Il existe un règlement qui précise le type d'armes à feu qui doit être utilisé. Beaucoup de chasseurs ne se conforment pas à cette règle et utilisent, par exemple, du plomb pour la sauvagine à la place de balles. Les phoques mettent plus de temps à mourir, ils agonisent dans la souffrance. Des mises en accusation sont établies à leur encontre. Rien ne dit s'ils ont été sanctionnés.


Cette année-là, comme les années précédentes, sans doute, il y a eu une course aux phoques motivée par l'augmentation du cours de la fourrure. L'appât du gain a entraîné une frénésie prédatrice chez les chasseurs.
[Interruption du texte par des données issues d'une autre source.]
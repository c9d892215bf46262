//! Compiler configuration.

use serde::{Deserialize, Serialize};

use crate::settings::Breakpoint;

/// Errors from loading a [`CompilerConfig`].
#[derive(Debug, thiserror::Error)]
pub enum ConfigError {
    #[error("invalid compiler config: {0}")]
    Json(#[from] serde_json::Error),
    #[error("mobile breakpoint ({mobile}px) must be narrower than tablet ({tablet}px)")]
    BreakpointOrder { tablet: u32, mobile: u32 },
    #[error("breakpoint widths must be positive")]
    ZeroWidth,
}

/// `max-width` pixel values for the narrower breakpoints.
#[derive(Debug, Clone, Copy, PartialEq, Eq, Serialize, Deserialize)]
#[serde(default)]
pub struct Breakpoints {
    pub tablet: u32,
    pub mobile: u32,
}

impl Default for Breakpoints {
    fn default() -> Self {
        Self {
            tablet: 1023,
            mobile: 767,
        }
    }
}

impl Breakpoints {
    /// The media-query width for `breakpoint`; desktop is unscoped.
    pub fn max_width(&self, breakpoint: Breakpoint) -> Option<u32> {
        match breakpoint {
            Breakpoint::Desktop => None,
            Breakpoint::Tablet => Some(self.tablet),
            Breakpoint::Mobile => Some(self.mobile),
        }
    }

    fn validate(&self) -> Result<(), ConfigError> {
        if self.tablet == 0 || self.mobile == 0 {
            return Err(ConfigError::ZeroWidth);
        }
        if self.mobile >= self.tablet {
            return Err(ConfigError::BreakpointOrder {
                tablet: self.tablet,
                mobile: self.mobile,
            });
        }
        Ok(())
    }
}

/// Configuration for the CSS compiler.
#[derive(Debug, Clone, Default, PartialEq, Eq, Serialize, Deserialize)]
#[serde(default)]
pub struct CompilerConfig {
    /// Media-query widths for tablet and mobile overrides.
    pub breakpoints: Breakpoints,
    /// Emit a `/* key.path */` comment before each field's rules.
    pub emit_comments: bool,
}

impl CompilerConfig {
    /// Create a new default config.
    pub fn new() -> Self {
        Self::default()
    }

    /// Load from JSON. Missing keys take their defaults.
    pub fn from_json(json: &str) -> Result<Self, ConfigError> {
        let config: Self = serde_json::from_str(json)?;
        config.breakpoints.validate()?;
        Ok(config)
    }

    /// Set the breakpoints (builder).
    ///
    /// Unlike [`from_json`](Self::from_json) this does not validate; a
    /// programmatic config is trusted.
    pub fn with_breakpoints(mut self, tablet: u32, mobile: u32) -> Self {
        self.breakpoints = Breakpoints { tablet, mobile };
        self
    }

    /// Toggle field-path comments (builder).
    pub fn with_comments(mut self, emit: bool) -> Self {
        self.emit_comments = emit;
        self
    }
}

#[cfg(test)]
mod tests {
    use super::*;

    #[test]
    fn test_defaults() {
        let config = CompilerConfig::default();
        assert_eq!(config.breakpoints.tablet, 1023);
        assert_eq!(config.breakpoints.mobile, 767);
        assert!(!config.emit_comments);
    }

    #[test]
    fn test_from_json_partial() {
        let config = CompilerConfig::from_json(r#"{"breakpoints": {"mobile": 600}}"#).unwrap();
        assert_eq!(config.breakpoints, Breakpoints { tablet: 1023, mobile: 600 });
    }

    #[test]
    fn test_from_json_empty_object() {
        assert_eq!(CompilerConfig::from_json("{}").unwrap(), CompilerConfig::default());
    }

    #[test]
    fn test_from_json_rejects_inverted_breakpoints() {
        let err = CompilerConfig::from_json(r#"{"breakpoints": {"tablet": 700, "mobile": 800}}"#)
            .unwrap_err();
        assert!(matches!(err, ConfigError::BreakpointOrder { tablet: 700, mobile: 800 }));
    }

    #[test]
    fn test_from_json_rejects_zero() {
        let err = CompilerConfig::from_json(r#"{"breakpoints": {"mobile": 0}}"#).unwrap_err();
        assert!(matches!(err, ConfigError::ZeroWidth));
    }

    #[test]
    fn test_from_json_rejects_bad_json() {
        assert!(matches!(
            CompilerConfig::from_json("{").unwrap_err(),
            ConfigError::Json(_)
        ));
    }

    #[test]
    fn test_builder() {
        let config = CompilerConfig::new().with_breakpoints(1200, 640).with_comments(true);
        assert_eq!(config.breakpoints.max_width(Breakpoint::Tablet), Some(1200));
        assert_eq!(config.breakpoints.max_width(Breakpoint::Mobile), Some(640));
        assert_eq!(config.breakpoints.max_width(Breakpoint::Desktop), None);
        assert!(config.emit_comments);
    }
}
Il est également établi que 98% de phoques tués avaient moins de 3 mois. A partir du moment où les blanchons perdent leur fourrure, ils deviennent brasseur et ils entrent dans la catégorie des phoques pouvant être abattus.


Ils ont alors 12 jours.

Ce sont encore et toujours des bébés !


En 1995 les chasseurs bénéficiaient de subventions sur la chair du phoque. A cette époque, la fourrure n'était pas privilégiée car son rapport était moindre. Les chasseurs tuaient majoritairement des phoques adultes, dont un grand nombre de phoques à capuchon, leur fourrure n'étant pas facilement utilisable à cause des traces des combats qu'ils se livrent. Les autorités constatèrent que la chair finissait par être détruite parce qu'il n'y avait pas de marché et le programme devenait très coûteux. En 1999, les subventions sur la viande furent supprimées et la chasse aux phoques à partir de cette date, ciblerait essentiellement la fourrure.


Il y eut des critiques concernant le gaspillage de viande. Les phoques brasseurs, proies favorites des chasseurs produisent environ 6kg de viande commercialisable mais difficile à débiter. Les acheteurs sont rares, à part les marchés locaux pour les steaks de 1er choix et les nageoires, alors que la marché de la fourrure est plus porteur…


Oui…Mais c'est sans compter avec le réchauffement planétaire. Avec des hivers plus doux, l'absence d'automne… Il est probable que ces dames abandonneront les peaux d'animaux au profit de lainages plus adaptés au nouveau climat. Peut-être que ce même réchauffement planétaire entraînera une mutation génétique, les phoques pourraient avoir moins de poils, ou une fourrure plus légère…Il est possible qu'ils ne se reproduisent plus dans un univers devenu inhospitalier, l'espèce s'éteindrait faute de ne pouvoir s'adapter assez vite. Tout dépend de la capacité de réaction à la chaleur des phoques : atteindront-ils plus ou moins vite leur limite de résistance?


En ce qui me concerne, je          préfèrerais cette éventualité aux scènes de terreur sanglantes que leur font                       subir les chasseurs, avant que la mort ne les délivre.